Stored data:
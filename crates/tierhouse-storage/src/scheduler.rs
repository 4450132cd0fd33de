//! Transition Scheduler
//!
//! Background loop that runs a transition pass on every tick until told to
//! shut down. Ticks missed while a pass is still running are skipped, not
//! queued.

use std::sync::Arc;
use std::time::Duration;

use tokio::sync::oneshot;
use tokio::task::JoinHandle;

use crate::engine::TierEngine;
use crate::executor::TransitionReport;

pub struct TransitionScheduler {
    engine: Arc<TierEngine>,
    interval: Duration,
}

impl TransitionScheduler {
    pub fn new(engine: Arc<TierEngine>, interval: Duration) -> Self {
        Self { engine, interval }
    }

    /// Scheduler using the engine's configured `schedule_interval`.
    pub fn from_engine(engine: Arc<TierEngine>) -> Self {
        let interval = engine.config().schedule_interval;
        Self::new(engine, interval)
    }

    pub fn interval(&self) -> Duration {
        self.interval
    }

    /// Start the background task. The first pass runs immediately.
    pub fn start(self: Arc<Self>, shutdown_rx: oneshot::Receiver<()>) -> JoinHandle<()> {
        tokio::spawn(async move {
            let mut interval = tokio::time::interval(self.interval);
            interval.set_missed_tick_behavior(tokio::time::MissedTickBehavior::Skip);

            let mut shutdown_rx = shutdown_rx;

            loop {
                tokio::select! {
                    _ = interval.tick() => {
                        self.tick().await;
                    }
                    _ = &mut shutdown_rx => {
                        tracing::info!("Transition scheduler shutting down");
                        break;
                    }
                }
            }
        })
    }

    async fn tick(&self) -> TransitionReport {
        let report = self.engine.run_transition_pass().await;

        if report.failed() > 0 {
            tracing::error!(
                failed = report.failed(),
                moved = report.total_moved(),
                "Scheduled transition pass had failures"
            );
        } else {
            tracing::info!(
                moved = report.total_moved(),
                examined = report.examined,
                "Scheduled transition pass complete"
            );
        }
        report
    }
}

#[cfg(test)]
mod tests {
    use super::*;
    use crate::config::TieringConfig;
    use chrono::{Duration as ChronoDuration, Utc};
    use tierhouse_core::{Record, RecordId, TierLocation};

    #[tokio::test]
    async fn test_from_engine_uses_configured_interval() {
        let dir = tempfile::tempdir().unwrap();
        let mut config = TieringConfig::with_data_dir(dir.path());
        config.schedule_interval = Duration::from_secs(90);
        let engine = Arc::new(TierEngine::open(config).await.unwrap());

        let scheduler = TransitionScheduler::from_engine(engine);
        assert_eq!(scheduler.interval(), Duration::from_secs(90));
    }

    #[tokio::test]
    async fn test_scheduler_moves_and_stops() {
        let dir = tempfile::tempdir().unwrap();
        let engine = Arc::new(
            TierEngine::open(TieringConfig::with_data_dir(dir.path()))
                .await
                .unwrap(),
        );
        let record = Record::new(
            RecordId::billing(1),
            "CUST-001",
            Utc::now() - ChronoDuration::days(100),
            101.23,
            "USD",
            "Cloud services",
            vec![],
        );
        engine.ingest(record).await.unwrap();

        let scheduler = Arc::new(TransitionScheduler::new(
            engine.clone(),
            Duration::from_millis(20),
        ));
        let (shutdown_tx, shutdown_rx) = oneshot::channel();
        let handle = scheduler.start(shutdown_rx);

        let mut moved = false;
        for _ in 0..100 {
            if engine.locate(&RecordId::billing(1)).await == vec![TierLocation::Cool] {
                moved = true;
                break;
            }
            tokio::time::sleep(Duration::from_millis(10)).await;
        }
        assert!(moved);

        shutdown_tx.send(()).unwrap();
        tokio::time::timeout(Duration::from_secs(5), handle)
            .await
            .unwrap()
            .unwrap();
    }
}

==

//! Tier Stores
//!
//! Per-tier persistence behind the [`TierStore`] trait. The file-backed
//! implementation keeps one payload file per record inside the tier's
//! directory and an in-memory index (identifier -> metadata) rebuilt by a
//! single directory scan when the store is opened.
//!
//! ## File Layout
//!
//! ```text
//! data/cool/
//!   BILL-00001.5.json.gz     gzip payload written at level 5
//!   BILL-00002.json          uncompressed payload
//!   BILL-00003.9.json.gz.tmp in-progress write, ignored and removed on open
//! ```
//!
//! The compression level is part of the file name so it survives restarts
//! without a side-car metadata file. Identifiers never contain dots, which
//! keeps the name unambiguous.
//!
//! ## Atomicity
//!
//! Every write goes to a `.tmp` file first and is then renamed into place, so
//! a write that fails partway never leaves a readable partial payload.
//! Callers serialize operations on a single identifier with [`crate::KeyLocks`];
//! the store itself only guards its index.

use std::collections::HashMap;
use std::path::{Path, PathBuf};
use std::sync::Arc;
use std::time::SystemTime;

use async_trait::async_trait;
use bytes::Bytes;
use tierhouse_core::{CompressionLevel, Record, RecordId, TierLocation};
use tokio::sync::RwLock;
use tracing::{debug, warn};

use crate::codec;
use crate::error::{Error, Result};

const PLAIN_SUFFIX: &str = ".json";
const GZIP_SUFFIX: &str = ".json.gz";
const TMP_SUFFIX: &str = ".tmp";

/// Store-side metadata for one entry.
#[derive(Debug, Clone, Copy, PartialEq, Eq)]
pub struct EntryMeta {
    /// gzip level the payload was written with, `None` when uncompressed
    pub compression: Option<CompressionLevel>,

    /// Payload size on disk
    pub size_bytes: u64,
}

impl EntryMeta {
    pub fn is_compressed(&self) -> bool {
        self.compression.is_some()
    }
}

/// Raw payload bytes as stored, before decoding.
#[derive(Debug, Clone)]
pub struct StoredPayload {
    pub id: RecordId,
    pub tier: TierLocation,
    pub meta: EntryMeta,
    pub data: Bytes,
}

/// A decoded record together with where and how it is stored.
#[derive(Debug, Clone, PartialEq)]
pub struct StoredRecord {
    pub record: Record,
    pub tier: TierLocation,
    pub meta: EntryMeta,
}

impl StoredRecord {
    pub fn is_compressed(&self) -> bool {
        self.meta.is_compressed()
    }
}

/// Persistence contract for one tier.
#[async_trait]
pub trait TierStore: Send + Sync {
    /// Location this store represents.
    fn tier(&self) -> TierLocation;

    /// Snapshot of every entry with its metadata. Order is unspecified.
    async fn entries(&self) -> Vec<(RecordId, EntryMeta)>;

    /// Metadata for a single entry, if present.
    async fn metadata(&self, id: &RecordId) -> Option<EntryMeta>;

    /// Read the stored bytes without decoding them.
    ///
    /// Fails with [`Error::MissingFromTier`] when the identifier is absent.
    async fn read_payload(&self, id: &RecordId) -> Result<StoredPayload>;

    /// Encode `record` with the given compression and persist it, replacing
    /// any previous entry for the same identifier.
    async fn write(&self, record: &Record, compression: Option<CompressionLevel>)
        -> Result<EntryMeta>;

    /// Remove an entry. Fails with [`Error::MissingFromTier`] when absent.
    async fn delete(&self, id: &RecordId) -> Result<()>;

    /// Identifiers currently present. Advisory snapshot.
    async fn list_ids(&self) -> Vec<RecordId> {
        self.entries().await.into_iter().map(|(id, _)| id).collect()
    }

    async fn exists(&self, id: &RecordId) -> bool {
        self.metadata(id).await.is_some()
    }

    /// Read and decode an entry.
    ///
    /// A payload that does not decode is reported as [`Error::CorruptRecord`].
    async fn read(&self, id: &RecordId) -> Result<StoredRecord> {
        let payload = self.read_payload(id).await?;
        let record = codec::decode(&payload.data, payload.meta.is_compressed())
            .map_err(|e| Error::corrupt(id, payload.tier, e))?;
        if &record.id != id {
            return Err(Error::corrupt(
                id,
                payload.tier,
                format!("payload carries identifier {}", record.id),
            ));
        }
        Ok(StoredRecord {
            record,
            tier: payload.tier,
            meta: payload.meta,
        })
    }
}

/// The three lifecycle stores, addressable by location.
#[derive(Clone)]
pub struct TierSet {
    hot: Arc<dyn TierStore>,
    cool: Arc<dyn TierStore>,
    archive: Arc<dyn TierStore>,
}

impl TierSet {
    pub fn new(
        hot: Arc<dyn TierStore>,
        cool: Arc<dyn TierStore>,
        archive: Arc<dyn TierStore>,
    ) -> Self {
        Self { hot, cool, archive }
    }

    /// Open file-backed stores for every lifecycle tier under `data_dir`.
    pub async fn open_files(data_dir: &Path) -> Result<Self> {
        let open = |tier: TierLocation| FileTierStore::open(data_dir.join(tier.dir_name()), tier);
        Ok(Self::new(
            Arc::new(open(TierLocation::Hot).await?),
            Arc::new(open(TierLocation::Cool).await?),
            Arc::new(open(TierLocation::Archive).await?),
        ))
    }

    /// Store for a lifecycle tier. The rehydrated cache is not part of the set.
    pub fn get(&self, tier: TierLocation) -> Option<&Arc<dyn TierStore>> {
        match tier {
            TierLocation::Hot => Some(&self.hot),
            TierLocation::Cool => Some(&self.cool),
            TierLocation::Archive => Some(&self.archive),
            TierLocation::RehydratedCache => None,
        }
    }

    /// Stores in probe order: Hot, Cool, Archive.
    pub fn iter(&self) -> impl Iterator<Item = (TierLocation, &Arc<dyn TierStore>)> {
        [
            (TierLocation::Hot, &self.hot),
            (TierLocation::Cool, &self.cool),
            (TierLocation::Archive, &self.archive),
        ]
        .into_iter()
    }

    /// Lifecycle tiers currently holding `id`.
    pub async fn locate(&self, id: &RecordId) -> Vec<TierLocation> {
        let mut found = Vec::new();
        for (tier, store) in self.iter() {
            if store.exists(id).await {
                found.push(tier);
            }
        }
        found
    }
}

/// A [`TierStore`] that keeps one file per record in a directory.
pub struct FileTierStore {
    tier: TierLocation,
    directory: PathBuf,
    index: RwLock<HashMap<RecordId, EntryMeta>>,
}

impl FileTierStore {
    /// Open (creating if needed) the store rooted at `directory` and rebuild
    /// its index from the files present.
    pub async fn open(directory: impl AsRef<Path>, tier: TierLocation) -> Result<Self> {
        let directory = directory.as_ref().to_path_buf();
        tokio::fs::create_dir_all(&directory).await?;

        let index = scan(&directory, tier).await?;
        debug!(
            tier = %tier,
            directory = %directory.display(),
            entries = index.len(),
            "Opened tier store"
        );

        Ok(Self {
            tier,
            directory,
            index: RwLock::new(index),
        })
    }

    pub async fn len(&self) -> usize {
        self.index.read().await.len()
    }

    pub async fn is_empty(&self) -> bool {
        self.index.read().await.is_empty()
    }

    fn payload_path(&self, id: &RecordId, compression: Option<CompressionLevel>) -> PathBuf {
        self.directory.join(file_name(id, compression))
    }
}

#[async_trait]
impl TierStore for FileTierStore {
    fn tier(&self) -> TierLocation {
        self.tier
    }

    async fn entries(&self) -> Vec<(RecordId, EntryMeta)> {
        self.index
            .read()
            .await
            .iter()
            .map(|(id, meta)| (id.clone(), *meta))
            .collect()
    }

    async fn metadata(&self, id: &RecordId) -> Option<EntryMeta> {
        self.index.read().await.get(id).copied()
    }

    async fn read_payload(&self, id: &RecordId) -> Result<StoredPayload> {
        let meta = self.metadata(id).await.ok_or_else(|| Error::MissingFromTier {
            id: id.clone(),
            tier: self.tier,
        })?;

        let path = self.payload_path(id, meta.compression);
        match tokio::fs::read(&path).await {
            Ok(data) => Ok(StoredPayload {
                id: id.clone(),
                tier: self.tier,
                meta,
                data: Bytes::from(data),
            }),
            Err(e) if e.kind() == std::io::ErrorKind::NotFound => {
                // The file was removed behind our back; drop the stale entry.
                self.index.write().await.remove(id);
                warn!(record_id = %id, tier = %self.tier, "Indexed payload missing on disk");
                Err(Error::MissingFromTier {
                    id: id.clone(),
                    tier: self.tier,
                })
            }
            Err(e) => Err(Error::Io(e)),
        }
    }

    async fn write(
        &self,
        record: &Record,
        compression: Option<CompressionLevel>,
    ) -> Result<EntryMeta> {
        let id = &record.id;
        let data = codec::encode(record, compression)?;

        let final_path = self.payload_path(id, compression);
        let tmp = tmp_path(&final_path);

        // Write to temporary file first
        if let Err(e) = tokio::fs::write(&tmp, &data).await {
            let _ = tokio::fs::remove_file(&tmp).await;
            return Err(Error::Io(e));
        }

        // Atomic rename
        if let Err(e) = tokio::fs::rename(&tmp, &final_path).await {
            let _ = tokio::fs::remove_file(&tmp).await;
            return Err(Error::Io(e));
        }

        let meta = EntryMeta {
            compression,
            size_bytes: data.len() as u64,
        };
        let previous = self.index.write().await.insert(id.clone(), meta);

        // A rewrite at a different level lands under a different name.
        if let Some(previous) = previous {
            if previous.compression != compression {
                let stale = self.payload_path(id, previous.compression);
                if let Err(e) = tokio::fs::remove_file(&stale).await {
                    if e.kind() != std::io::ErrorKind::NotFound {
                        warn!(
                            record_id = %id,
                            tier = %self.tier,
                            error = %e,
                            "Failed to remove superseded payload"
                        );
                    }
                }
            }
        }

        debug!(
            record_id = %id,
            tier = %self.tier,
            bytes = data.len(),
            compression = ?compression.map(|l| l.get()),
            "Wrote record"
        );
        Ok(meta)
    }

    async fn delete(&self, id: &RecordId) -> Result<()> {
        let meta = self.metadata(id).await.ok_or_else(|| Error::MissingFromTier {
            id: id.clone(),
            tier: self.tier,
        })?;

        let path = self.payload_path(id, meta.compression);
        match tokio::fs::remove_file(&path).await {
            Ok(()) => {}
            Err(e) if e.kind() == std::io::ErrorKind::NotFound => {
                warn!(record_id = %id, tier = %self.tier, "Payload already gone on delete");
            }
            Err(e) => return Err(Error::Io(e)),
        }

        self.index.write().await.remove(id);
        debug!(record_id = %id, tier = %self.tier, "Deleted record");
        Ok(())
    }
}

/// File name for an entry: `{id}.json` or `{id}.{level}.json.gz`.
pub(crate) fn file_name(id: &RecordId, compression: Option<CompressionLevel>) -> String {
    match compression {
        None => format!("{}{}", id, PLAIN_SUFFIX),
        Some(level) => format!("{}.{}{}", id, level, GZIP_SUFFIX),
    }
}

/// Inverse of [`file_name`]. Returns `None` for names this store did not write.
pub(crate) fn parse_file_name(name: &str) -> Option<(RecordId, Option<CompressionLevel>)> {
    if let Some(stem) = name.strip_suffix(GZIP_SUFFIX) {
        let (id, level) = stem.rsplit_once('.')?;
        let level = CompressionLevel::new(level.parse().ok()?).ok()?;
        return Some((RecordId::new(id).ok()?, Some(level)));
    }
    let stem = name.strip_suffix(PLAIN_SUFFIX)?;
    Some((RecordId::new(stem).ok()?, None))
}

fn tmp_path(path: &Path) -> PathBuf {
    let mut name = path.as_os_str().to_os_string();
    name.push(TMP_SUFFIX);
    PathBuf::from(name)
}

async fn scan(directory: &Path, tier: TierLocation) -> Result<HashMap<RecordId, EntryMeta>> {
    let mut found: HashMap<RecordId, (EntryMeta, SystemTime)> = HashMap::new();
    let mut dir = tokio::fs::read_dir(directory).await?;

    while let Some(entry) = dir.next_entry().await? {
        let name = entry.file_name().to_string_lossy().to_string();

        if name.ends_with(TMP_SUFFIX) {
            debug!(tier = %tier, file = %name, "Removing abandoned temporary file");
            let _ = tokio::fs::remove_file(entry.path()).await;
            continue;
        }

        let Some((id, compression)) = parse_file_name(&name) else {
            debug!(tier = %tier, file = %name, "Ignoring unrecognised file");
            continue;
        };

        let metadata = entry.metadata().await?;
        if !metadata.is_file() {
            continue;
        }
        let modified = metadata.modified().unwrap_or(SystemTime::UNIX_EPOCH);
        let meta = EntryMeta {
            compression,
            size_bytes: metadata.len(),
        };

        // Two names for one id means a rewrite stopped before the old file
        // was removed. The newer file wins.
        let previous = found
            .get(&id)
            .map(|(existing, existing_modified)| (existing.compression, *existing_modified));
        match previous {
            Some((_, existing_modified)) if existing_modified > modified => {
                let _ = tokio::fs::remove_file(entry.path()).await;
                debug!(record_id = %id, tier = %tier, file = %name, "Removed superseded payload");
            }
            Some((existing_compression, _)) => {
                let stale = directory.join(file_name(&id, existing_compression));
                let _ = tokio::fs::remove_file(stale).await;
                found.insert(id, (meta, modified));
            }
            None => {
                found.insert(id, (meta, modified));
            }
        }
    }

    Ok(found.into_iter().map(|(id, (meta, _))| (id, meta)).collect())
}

→ Task item
Among the entries above, the line containing "size_bytes: data.len() as", the line containing "if previous.compression != compression", and all lines between them are to be restated word for word; nothing else belongs in the reply.

→ Exercise answer
            size_bytes: data.len() as u64,
        };
        let previous = self.index.write().await.insert(id.clone(), meta);

        // A rewrite at a different level lands under a different name.
        if let Some(previous) = previous {
            if previous.compression != compression {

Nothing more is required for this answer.